While watching Muhyul, (at right) via dramafever.com (highly recommended), I have been enjoying subtitles that are by and large grammatically excellent, well punctuated, and I can only hope, more or less accurate. The subtitling team actually takes credit for its work. (The Written in the Heavens Subbing Squad, aka WITHS2). But there is a curious tendency, like in the King James Bible, written the way it is to emphasize antiquity, to employ terms that I'm not sure even Shakespeare ever penned. Certainly nothing I've ever used, lyrical epithets, some of which you may recognize, but others which sent me to my OED. I hope to work some of these into corporate memos and telephone conversations:
  • you anserine...innoxious ...undextrous... dullards
  • you miserable begonians
  • you yeasty slattern
  • those facile runagates
  • you inutile (not a word I can find, but perhaps a pesky Taoist)
  • you fatuitous man
  • he's a pertinacious specimen
  • you ruthful nimwit
  • you wretched dotard
  • he's a felonious scapegrace
  • those comiserable rapscallions
All of these are usually repsonses to questions like:

What is this audacious pertness? Why did you beguile me with such:
  • mendacious trifle
  • dastardly prodigality
  • heedless nimiety
  • shady celerity
  • uncanny diabliery

At which point a warning may be issued that someone will "cark himself "(or perhaps, "cark you!"), asking forgivenss of his "peccancy," excusing himself to "micturate" while "perlustrating the intelligence." (I think this might mean taking a piss while considering the state secrets he has been entrusted with and possibly divulged.)

In light of such "ludicrous jabberwocky," due to a "fruit of my misreckoning," a battle fails despite someone having sent "oodles of troops." (Though that last one must have come during a quick ramen lunch away from the Oxford Korean-English Dictionary of Archaicisms.)

But my favorite phrase is "you harebrained mooncalf" which I have been employing recently as an acronym, HBMC.

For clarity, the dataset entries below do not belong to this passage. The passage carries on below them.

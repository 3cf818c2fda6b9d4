//! Encodings and pre-encoded packets.
//!
//! A [`Packet`] is encoded once, when it is built, into every encoding a
//! client can negotiate. Sessions then pick the bytes matching their own
//! encoding without re-serializing anything.

use std::fmt;
use std::str::FromStr;
use std::time::{Duration, SystemTime, UNIX_EPOCH};

use bytes::Bytes;
use eventgate_transport::Frame;
use tokio::time::Instant;

use crate::codec::{Codec, JsonCodec, MsgpackCodec};
use crate::envelope::{CurrentEnvelope, CurrentEvent, Hello, LegacyEnvelope, LegacyEvent};
use crate::ProtocolError;

// ---------------------------------------------------------------------------
// Negotiation
// ---------------------------------------------------------------------------

/// Protocol version requested with `v=`.
#[derive(Debug, Clone, Copy, PartialEq, Eq, Hash, Default)]
pub enum ProtocolVersion {
    /// `v=0`.
    #[default]
    Legacy,
    /// `v=1`.
    Current,
}

impl FromStr for ProtocolVersion {
    type Err = ProtocolError;

    fn from_str(s: &str) -> Result<Self, Self::Err> {
        match s {
            "0" => Ok(Self::Legacy),
            "1" => Ok(Self::Current),
            other => Err(ProtocolError::InvalidMessage(format!(
                "unknown protocol version {other:?}"
            ))),
        }
    }
}

impl fmt::Display for ProtocolVersion {
    fn fmt(&self, f: &mut fmt::Formatter<'_>) -> fmt::Result {
        match self {
            Self::Legacy => f.write_str("0"),
            Self::Current => f.write_str("1"),
        }
    }
}

/// Wire format requested with `format=`.
#[derive(Debug, Clone, Copy, PartialEq, Eq, Hash, Default)]
pub enum WireFormat {
    #[default]
    Json,
    Msgpack,
}

impl FromStr for WireFormat {
    type Err = ProtocolError;

    fn from_str(s: &str) -> Result<Self, Self::Err> {
        match s {
            "json" => Ok(Self::Json),
            "msgpack" => Ok(Self::Msgpack),
            other => Err(ProtocolError::InvalidMessage(format!(
                "unknown wire format {other:?}"
            ))),
        }
    }
}

impl fmt::Display for WireFormat {
    fn fmt(&self, f: &mut fmt::Formatter<'_>) -> fmt::Result {
        match self {
            Self::Json => f.write_str("json"),
            Self::Msgpack => f.write_str("msgpack"),
        }
    }
}

/// A negotiated version × format pair that has a wire shape.
#[derive(Debug, Clone, Copy, PartialEq, Eq, Hash, Default)]
pub enum Encoding {
    #[default]
    LegacyJson,
    LegacyMsgpack,
    CurrentJson,
}

impl Encoding {
    /// Resolves a client's request into an encoding.
    ///
    /// # Errors
    /// [`ProtocolError::UnsupportedEncoding`] for the current version with
    /// MessagePack, which no client speaks.
    pub fn negotiate(version: ProtocolVersion, format: WireFormat) -> Result<Self, ProtocolError> {
        match (version, format) {
            (ProtocolVersion::Legacy, WireFormat::Json) => Ok(Self::LegacyJson),
            (ProtocolVersion::Legacy, WireFormat::Msgpack) => Ok(Self::LegacyMsgpack),
            (ProtocolVersion::Current, WireFormat::Json) => Ok(Self::CurrentJson),
            (version, format) => Err(ProtocolError::UnsupportedEncoding { version, format }),
        }
    }

    pub fn version(self) -> ProtocolVersion {
        match self {
            Self::LegacyJson | Self::LegacyMsgpack => ProtocolVersion::Legacy,
            Self::CurrentJson => ProtocolVersion::Current,
        }
    }

    fn frame(self, bytes: Bytes) -> Frame {
        match self {
            Self::LegacyMsgpack => Frame::Binary(bytes),
            Self::LegacyJson | Self::CurrentJson => Frame::Text(bytes),
        }
    }
}

// ---------------------------------------------------------------------------
// Packet
// ---------------------------------------------------------------------------

/// Hands out packet sequence numbers.
pub trait NonceSource {
    /// Returns the next nonce. Successive calls return strictly
    /// increasing values.
    fn next_nonce(&self) -> i64;
}

/// One event, encoded for every client encoding and stamped with a nonce.
#[derive(Debug, Clone)]
pub struct Packet {
    nonce: i64,
    created: Instant,
    created_at_ms: i64,
    legacy_json: Option<Bytes>,
    legacy_msgpack: Option<Bytes>,
    current_json: Bytes,
}

impl Packet {
    /// Takes a nonce, stamps it into both envelopes, and encodes them.
    ///
    /// `legacy` is `None` for event kinds with no legacy shape; legacy
    /// sessions skip such packets.
    ///
    /// # Errors
    /// Returns a [`ProtocolError`] if either envelope fails to serialize.
    /// The nonce is consumed regardless.
    pub fn build(
        nonces: &impl NonceSource,
        legacy: Option<LegacyEnvelope>,
        mut current: CurrentEnvelope,
    ) -> Result<Self, ProtocolError> {
        let nonce = nonces.next_nonce();
        let stamp = nonce.to_string();

        let (legacy_json, legacy_msgpack) = match legacy {
            Some(mut legacy) => {
                legacy.nonce = Some(stamp.clone());
                (
                    Some(Bytes::from(JsonCodec.encode(&legacy)?)),
                    Some(Bytes::from(MsgpackCodec.encode(&legacy)?)),
                )
            }
            None => (None, None),
        };

        current.nonce = Some(stamp);
        let current_json = Bytes::from(JsonCodec.encode(&current)?);

        Ok(Self {
            nonce,
            created: Instant::now(),
            created_at_ms: unix_ms(),
            legacy_json,
            legacy_msgpack,
            current_json,
        })
    }

    pub fn nonce(&self) -> i64 {
        self.nonce
    }

    /// Monotonic creation instant, used for history pruning.
    pub fn created(&self) -> Instant {
        self.created
    }

    /// Wall-clock creation time in unix milliseconds.
    pub fn created_at_ms(&self) -> i64 {
        self.created_at_ms
    }

    /// Time since the packet was built.
    pub fn age(&self) -> Duration {
        self.created.elapsed()
    }

    /// Raw bytes for an encoding, if the packet has that form.
    pub fn bytes(&self, encoding: Encoding) -> Option<&Bytes> {
        match encoding {
            Encoding::LegacyJson => self.legacy_json.as_ref(),
            Encoding::LegacyMsgpack => self.legacy_msgpack.as_ref(),
            Encoding::CurrentJson => Some(&self.current_json),
        }
    }

    /// The frame to write for an encoding, or `None` if this packet has
    /// no form for it.
    pub fn frame(&self, encoding: Encoding) -> Option<Frame> {
        self.bytes(encoding).map(|b| encoding.frame(b.clone()))
    }
}

/// Encodes the hello greeting for one connection.
///
/// Hello carries no nonce and is never part of history.
pub fn hello_frame(encoding: Encoding, hello: Hello) -> Result<Frame, ProtocolError> {
    let bytes = match encoding {
        Encoding::LegacyJson => JsonCodec.encode(&LegacyEnvelope::new(LegacyEvent::Hello(hello)))?,
        Encoding::LegacyMsgpack => {
            MsgpackCodec.encode(&LegacyEnvelope::new(LegacyEvent::Hello(hello)))?
        }
        Encoding::CurrentJson => {
            JsonCodec.encode(&CurrentEnvelope::new(CurrentEvent::Hello(hello)))?
        }
    };
    Ok(encoding.frame(Bytes::from(bytes)))
}

fn unix_ms() -> i64 {
    SystemTime::now()
        .duration_since(UNIX_EPOCH)
        .map(|d| d.as_millis() as i64)
        .unwrap_or_default()
}

#[cfg(test)]
mod tests {
    use std::sync::atomic::{AtomicI64, Ordering};

    use serde_json::Value;

    use super::*;
    use crate::envelope::{BulkDeletePosts, CurrentTyping, LegacyTyping, TYPING_STATE_CHAT};
    use crate::models::{ChatRef, CurrentUser};

    #[derive(Default)]
    struct Counter(AtomicI64);

    impl NonceSource for Counter {
        fn next_nonce(&self) -> i64 {
            self.0.fetch_add(1, Ordering::SeqCst)
        }
    }

    fn user() -> CurrentUser {
        CurrentUser {
            id: "5".into(),
            username: "alice".into(),
            flags: 0,
            icon: String::new(),
            legacy_icon: 0,
            color: "#000".into(),
            quote: None,
        }
    }

    fn typing(chat: i64) -> (LegacyEnvelope, CurrentEnvelope) {
        let legacy = LegacyEnvelope::new(LegacyEvent::Typing(LegacyTyping {
            chat_id: "livechat".into(),
            state: TYPING_STATE_CHAT,
            username: "alice".into(),
        }));
        let current = CurrentEnvelope::new(CurrentEvent::Typing(CurrentTyping {
            chat_id: ChatRef::from(chat),
            user: user(),
            username: "alice".into(),
        }));
        (legacy, current)
    }

    fn json(bytes: &[u8]) -> Value {
        serde_json::from_slice(bytes).unwrap()
    }

    #[test]
    fn test_negotiate_rejects_current_msgpack() {
        assert_eq!(
            Encoding::negotiate(ProtocolVersion::Legacy, WireFormat::Msgpack).unwrap(),
            Encoding::LegacyMsgpack
        );
        assert!(matches!(
            Encoding::negotiate(ProtocolVersion::Current, WireFormat::Msgpack),
            Err(ProtocolError::UnsupportedEncoding { .. })
        ));
    }

    #[test]
    fn test_from_str_unknown_values_error() {
        assert_eq!("1".parse::<ProtocolVersion>().unwrap(), ProtocolVersion::Current);
        assert!("2".parse::<ProtocolVersion>().is_err());
        assert_eq!("msgpack".parse::<WireFormat>().unwrap(), WireFormat::Msgpack);
        assert!("xml".parse::<WireFormat>().is_err());
    }

    #[test]
    fn test_build_stamps_nonce_into_every_encoding() {
        let nonces = Counter::default();
        let (legacy, current) = typing(42);
        let first = Packet::build(&nonces, Some(legacy.clone()), current.clone()).unwrap();
        let second = Packet::build(&nonces, Some(legacy), current).unwrap();

        assert_eq!(first.nonce(), 0);
        assert_eq!(second.nonce(), 1);

        let legacy_json = json(first.bytes(Encoding::LegacyJson).unwrap());
        let current_json = json(first.bytes(Encoding::CurrentJson).unwrap());
        assert_eq!(legacy_json["nonce"], "0");
        assert_eq!(current_json["nonce"], "0");
        assert_eq!(current_json["val"]["chat_id"], "42");

        let msgpack: Value =
            rmp_serde::from_slice(first.bytes(Encoding::LegacyMsgpack).unwrap()).unwrap();
        assert_eq!(msgpack["nonce"], "0");
        assert_eq!(msgpack["val"]["chatid"], "livechat");
    }

    #[test]
    fn test_build_home_chat_renders_home() {
        let (legacy, current) = typing(0);
        let packet = Packet::build(&Counter::default(), Some(legacy), current).unwrap();
        let current_json = json(packet.bytes(Encoding::CurrentJson).unwrap());
        assert_eq!(current_json["val"]["chat_id"], "home");
    }

    #[test]
    fn test_frame_kind_follows_encoding() {
        let (legacy, current) = typing(42);
        let packet = Packet::build(&Counter::default(), Some(legacy), current).unwrap();
        assert!(matches!(packet.frame(Encoding::LegacyJson), Some(Frame::Text(_))));
        assert!(matches!(packet.frame(Encoding::LegacyMsgpack), Some(Frame::Binary(_))));
        assert!(matches!(packet.frame(Encoding::CurrentJson), Some(Frame::Text(_))));
    }

    #[test]
    fn test_frame_current_only_packet_has_no_legacy_form() {
        let current = CurrentEnvelope::new(CurrentEvent::BulkDeletePosts(BulkDeletePosts {
            chat_id: ChatRef::from(42),
            start_id: "1".into(),
            end_id: "9".into(),
            post_ids: vec!["3".into()],
        }));
        let packet = Packet::build(&Counter::default(), None, current).unwrap();
        assert!(packet.frame(Encoding::LegacyJson).is_none());
        assert!(packet.frame(Encoding::LegacyMsgpack).is_none());
        assert!(packet.frame(Encoding::CurrentJson).is_some());
    }

    #[test]
    fn test_hello_frame_has_no_nonce() {
        let hello = Hello {
            session_id: "77".into(),
            ping_interval: 45_000,
        };
        let frame = hello_frame(Encoding::CurrentJson, hello).unwrap();
        let value = json(frame.as_bytes());
        assert_eq!(value["cmd"], "hello");
        assert_eq!(value["val"]["session_id"], "77");
        assert!(value.get("nonce").is_none());
    }
}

Which is what I was wondering if I was, hoping not, when I noticed on my very cool iPad app called Luan, which puts the phases of the moon at one's fingertips, that today --my birthday (or as a spiritually inclined friend put it, the anniversary of my incarnation) --is the last waning crescent moon, which precedes the dark moon of Saturday, and the new moon on Sunday. I wasn't sure what a dark moon was but according to Wikipedia it is "the moon during that time that it is invisible against the backdrop of the sun in the sky. The duration of a dark moon is between 1.5 and 3.5 days, depending on the orientation of the Earth and Sun.

"In astronomicial usage, the new moon occurs in the middle of this period, when the moon and sun are in conjunction. This definition has entered popular usage, so that calendars will typically indicate the date of the 'new moon' rather than the 'dark moon.' However, originally 'new moon' referred to the crescent on the first night it is visible, one or two days after conjunction. Maritime records from the nineteenth century distinguish the dark moon (no moon) from the new moon (young crescent)."

The darkmoon, also called the dead moon (kinda creepy following my birthday) is regarded as preparation for the new beginning that begins with the new crescent.

So, I'm wondering if I'm just a harebranined mooncalf for paying any attention to this, or is it kind of cool. Old age is new age?

Speaking of Muhyul, (Jumong/Haesin Redux) it's everything I hoped for. Lots of Song Il-guk, on a horse, shooting arrows, gazing into his doomed lover's eyes, mowing down everyone with a sword. Well, if this gets me going, I guess I'm not THAT old.



Jumong & Haesin (Muhyul above)

3 comments:

sunny said...

Hello, I smiled all the way through the subtitle list and had to look up 'anserine' in my own OED. Perhaps 'inutile' is from the French for 'useless'.
As for the harebrained mooncalf, the OED has one quote, "The moone calfes in the womb, which fall out often" that could perhaps be used as a Korean subtitle.

baroness radon said...

I thought that about "inutile" too.
My ordinary dictionary defines "mooncalf" as a fool from birth.
You know, I'm not really making fun (no, I guess I am) but I love these dramas; I wonder if I would find them as entertaining if I actually understood Korean!
Thanks for reading.

the fool said...

Harebrained.
Nothing comes close to this word for its sheer pernicaciousnesslessness of impecunitiarinalisticalism.